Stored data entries
──────

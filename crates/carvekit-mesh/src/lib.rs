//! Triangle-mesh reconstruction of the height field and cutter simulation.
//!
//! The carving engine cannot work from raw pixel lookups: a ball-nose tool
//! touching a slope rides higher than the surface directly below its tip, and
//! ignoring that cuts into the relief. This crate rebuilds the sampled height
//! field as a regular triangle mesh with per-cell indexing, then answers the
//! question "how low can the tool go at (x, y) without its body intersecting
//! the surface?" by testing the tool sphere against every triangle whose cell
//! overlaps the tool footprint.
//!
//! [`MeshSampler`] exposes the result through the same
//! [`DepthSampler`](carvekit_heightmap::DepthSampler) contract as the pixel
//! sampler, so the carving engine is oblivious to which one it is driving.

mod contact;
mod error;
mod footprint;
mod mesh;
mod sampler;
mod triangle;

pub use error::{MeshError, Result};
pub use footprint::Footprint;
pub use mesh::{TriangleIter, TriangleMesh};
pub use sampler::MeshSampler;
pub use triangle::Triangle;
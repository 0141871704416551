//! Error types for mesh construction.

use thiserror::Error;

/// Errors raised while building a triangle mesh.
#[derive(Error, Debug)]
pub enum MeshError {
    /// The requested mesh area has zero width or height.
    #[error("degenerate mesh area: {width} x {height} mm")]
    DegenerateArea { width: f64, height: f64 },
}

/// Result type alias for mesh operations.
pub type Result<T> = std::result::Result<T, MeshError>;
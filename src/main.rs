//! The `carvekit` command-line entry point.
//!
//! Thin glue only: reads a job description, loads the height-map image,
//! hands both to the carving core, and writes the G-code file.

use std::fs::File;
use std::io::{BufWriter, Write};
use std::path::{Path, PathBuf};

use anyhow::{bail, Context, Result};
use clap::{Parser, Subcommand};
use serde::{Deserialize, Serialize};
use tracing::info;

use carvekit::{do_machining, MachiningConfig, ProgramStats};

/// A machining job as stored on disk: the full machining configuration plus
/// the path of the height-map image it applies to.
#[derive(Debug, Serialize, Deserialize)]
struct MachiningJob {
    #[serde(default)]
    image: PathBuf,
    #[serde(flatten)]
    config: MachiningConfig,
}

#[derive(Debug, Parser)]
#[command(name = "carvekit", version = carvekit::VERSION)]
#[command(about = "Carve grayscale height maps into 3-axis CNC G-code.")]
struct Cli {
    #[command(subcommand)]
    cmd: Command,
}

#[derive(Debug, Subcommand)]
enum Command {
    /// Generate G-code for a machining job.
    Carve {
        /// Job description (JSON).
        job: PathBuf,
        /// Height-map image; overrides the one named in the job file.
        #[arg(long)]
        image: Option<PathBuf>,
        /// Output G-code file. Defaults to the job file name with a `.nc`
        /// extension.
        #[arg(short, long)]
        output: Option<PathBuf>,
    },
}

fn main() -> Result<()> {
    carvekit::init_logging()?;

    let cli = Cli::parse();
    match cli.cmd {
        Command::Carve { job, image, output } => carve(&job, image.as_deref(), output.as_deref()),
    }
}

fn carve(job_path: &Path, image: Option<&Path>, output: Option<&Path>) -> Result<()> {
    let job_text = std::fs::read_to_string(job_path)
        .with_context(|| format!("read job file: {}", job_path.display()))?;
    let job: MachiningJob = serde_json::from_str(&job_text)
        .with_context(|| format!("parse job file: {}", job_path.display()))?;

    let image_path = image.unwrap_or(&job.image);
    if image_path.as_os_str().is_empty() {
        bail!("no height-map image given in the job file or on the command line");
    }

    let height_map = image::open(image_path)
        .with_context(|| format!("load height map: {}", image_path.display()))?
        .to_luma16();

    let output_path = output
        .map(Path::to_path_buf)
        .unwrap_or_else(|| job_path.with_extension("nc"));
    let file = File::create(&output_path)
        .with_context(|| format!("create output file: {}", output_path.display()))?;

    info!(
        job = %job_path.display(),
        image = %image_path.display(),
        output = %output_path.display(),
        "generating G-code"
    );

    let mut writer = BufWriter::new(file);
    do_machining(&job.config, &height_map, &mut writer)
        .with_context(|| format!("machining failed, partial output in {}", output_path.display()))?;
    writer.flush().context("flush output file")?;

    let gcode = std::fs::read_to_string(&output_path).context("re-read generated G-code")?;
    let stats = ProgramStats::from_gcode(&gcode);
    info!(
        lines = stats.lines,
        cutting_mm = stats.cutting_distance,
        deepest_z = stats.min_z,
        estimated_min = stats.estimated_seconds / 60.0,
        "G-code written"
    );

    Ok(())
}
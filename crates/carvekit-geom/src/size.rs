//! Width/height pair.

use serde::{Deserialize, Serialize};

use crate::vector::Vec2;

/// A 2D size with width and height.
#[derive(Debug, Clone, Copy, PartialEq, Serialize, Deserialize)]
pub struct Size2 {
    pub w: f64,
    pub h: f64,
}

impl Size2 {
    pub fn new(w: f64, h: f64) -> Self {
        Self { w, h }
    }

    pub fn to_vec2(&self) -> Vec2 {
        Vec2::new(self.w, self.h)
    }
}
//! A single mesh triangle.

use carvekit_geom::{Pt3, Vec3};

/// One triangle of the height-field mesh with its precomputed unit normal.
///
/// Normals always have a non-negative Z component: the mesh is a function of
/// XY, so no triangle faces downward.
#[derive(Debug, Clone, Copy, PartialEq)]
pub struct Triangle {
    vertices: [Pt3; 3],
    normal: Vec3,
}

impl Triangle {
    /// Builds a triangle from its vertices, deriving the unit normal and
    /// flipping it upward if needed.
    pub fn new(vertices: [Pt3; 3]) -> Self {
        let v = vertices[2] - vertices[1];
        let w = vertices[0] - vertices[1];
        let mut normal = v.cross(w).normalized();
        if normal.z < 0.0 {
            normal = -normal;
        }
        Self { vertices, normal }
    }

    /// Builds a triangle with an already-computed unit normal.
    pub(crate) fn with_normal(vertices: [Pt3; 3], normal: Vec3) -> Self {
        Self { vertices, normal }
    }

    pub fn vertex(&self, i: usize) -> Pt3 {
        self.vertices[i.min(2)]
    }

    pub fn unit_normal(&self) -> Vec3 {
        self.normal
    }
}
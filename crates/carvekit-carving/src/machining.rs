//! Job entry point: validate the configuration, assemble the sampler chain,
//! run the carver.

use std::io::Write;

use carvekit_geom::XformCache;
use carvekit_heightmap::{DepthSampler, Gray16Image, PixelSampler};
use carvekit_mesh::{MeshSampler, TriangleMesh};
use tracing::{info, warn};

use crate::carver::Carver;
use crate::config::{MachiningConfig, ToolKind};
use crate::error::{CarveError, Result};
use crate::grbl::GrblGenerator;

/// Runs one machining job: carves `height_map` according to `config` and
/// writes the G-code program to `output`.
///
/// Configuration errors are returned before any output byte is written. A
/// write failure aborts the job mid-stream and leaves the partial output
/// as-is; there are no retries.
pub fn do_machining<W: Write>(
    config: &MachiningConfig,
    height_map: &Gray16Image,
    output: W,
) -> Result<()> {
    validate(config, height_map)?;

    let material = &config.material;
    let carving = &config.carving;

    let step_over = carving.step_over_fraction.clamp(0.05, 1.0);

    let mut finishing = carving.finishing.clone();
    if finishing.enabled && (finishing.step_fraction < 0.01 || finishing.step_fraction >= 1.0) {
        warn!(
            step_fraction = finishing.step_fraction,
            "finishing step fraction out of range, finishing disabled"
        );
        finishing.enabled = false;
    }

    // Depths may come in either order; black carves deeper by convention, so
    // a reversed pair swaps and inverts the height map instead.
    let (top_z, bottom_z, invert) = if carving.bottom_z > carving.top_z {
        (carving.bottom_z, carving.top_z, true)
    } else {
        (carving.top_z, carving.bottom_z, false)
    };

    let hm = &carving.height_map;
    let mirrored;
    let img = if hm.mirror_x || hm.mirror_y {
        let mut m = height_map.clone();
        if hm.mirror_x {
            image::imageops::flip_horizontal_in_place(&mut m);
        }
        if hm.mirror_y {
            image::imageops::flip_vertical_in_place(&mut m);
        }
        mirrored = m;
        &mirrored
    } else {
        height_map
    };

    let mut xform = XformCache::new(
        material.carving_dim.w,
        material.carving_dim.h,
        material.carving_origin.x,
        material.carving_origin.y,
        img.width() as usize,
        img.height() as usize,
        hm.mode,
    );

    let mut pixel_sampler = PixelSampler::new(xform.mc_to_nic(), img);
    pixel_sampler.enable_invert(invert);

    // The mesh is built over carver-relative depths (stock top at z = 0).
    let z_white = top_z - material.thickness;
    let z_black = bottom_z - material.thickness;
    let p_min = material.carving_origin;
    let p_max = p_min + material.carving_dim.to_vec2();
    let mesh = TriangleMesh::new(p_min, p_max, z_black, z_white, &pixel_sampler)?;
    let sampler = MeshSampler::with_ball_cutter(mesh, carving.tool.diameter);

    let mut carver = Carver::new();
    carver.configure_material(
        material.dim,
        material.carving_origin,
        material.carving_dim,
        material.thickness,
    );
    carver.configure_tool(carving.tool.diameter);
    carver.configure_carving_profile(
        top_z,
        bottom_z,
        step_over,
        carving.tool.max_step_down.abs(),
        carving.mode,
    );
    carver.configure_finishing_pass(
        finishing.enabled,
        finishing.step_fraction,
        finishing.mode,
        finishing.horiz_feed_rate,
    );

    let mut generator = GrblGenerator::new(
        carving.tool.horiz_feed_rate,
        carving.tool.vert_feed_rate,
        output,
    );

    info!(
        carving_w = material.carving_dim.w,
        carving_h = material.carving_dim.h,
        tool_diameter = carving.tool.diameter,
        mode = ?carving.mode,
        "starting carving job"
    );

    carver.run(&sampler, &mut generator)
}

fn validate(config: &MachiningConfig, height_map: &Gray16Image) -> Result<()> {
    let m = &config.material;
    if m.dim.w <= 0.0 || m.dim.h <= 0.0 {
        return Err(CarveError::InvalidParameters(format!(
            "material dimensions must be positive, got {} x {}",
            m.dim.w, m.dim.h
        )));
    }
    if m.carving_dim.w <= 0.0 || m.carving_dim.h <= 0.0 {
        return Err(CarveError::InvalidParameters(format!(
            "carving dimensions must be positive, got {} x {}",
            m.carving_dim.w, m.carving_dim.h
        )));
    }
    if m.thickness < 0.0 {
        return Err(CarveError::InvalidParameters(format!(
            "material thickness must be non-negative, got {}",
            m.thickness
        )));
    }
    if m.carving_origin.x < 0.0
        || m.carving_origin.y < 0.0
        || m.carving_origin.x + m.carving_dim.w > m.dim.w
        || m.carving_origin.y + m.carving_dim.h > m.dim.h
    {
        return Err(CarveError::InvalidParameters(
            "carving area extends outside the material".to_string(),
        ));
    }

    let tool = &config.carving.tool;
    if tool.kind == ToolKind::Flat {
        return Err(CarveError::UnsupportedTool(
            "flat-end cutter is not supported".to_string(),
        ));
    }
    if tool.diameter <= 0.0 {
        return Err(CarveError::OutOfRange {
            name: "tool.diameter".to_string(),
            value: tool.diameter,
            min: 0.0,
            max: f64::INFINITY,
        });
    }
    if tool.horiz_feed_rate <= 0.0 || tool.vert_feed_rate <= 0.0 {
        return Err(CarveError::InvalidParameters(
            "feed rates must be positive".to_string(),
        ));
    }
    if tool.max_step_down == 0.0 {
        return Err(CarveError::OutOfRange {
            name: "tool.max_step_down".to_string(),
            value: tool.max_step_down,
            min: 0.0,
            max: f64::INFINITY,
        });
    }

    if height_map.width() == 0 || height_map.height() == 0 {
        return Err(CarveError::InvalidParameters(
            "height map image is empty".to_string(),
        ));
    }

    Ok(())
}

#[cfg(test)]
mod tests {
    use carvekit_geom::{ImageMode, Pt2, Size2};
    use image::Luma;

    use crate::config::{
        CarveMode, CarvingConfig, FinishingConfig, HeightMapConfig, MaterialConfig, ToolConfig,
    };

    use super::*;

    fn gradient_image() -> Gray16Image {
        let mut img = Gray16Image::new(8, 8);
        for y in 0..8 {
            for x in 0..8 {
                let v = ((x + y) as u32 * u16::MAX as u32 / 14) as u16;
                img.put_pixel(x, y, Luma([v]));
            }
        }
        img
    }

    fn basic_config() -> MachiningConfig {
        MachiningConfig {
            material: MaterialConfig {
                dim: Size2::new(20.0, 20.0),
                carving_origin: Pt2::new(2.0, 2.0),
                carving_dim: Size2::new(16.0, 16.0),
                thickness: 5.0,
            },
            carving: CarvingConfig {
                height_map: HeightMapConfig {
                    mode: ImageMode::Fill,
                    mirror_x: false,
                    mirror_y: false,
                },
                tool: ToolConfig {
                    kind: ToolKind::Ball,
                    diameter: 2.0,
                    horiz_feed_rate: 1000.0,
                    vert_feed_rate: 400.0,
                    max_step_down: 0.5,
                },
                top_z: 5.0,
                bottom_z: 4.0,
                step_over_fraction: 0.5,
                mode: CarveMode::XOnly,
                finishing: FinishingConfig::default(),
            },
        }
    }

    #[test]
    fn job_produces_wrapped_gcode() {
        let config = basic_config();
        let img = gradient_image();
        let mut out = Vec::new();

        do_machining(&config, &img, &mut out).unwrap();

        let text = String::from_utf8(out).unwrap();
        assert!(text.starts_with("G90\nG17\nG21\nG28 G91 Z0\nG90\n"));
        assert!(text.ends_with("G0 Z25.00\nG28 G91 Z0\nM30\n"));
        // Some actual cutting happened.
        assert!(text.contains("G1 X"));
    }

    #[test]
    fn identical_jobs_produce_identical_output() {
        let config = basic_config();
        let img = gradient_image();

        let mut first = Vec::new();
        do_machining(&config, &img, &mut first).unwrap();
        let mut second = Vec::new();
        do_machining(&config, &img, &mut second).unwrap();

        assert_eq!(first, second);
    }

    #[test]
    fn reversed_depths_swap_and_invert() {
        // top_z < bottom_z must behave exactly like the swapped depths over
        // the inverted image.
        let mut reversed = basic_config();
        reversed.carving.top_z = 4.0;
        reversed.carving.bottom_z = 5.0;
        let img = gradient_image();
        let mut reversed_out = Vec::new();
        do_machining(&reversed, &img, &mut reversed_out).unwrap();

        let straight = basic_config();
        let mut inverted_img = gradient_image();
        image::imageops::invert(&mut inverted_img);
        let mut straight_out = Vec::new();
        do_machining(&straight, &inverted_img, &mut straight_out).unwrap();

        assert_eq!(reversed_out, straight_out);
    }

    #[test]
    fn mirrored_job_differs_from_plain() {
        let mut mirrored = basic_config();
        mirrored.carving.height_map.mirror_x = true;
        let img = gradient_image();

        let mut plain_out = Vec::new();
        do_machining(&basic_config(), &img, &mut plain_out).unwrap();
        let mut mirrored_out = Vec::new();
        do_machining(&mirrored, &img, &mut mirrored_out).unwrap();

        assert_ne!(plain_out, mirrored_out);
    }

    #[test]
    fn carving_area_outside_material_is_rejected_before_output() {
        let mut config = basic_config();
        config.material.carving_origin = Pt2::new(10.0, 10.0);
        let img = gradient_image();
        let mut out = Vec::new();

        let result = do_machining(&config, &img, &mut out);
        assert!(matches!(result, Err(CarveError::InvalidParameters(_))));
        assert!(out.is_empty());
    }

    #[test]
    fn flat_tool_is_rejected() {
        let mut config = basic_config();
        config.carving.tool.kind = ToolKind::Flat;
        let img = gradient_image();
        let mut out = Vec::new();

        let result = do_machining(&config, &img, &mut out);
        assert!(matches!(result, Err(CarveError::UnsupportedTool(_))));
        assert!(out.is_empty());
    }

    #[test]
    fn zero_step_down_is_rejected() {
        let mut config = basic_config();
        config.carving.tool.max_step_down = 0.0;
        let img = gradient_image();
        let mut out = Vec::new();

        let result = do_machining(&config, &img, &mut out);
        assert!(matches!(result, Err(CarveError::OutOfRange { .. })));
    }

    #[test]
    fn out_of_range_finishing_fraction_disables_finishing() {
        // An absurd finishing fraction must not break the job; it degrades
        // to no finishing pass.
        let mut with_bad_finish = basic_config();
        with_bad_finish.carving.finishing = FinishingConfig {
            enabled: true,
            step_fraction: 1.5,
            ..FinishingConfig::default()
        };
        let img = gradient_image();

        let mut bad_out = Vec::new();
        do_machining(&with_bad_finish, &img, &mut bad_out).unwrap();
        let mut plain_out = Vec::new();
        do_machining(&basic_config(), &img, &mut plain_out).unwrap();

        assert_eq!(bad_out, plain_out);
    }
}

──────

- [Assigned task]:
Using the entries above, quote each line verbatim from the first through the line that contains "use tracing::info;".

- [Output for this exercise]:
filename crates/carvekit-mesh/src/lib.rs
//! Triangle-mesh reconstruction of the height field and cutter simulation.
//!
//! The carving engine cannot work from raw pixel lookups: a ball-nose tool
//! touching a slope rides higher than the surface directly below its tip, and
//! ignoring that cuts into the relief. This crate rebuilds the sampled height
//! field as a regular triangle mesh with per-cell indexing, then answers the
//! question "how low can the tool go at (x, y) without its body intersecting
//! the surface?" by testing the tool sphere against every triangle whose cell
//! overlaps the tool footprint.
//!
//! [`MeshSampler`] exposes the result through the same
//! [`DepthSampler`](carvekit_heightmap::DepthSampler) contract as the pixel
//! sampler, so the carving engine is oblivious to which one it is driving.

mod contact;
mod error;
mod footprint;
mod mesh;
mod sampler;
mod triangle;

pub use error::{MeshError, Result};
pub use footprint::Footprint;
pub use mesh::{TriangleIter, TriangleMesh};
pub use sampler::MeshSampler;
pub use triangle::Triangle;
repository 0141871704416551
//! Error types for mesh construction.

use thiserror::Error;

/// Errors raised while building a triangle mesh.
#[derive(Error, Debug)]
pub enum MeshError {
    /// The requested mesh area has zero width or height.
    #[error("degenerate mesh area: {width} x {height} mm")]
    DegenerateArea { width: f64, height: f64 },
}

/// Result type alias for mesh operations.
pub type Result<T> = std::result::Result<T, MeshError>;
filename src/main.rs
//! The `carvekit` command-line entry point.
//!
//! Thin glue only: reads a job description, loads the height-map image,
//! hands both to the carving core, and writes the G-code file.

use std::fs::File;
use std::io::{BufWriter, Write};
use std::path::{Path, PathBuf};

use anyhow::{bail, Context, Result};
use clap::{Parser, Subcommand};
use serde::{Deserialize, Serialize};
use tracing::info;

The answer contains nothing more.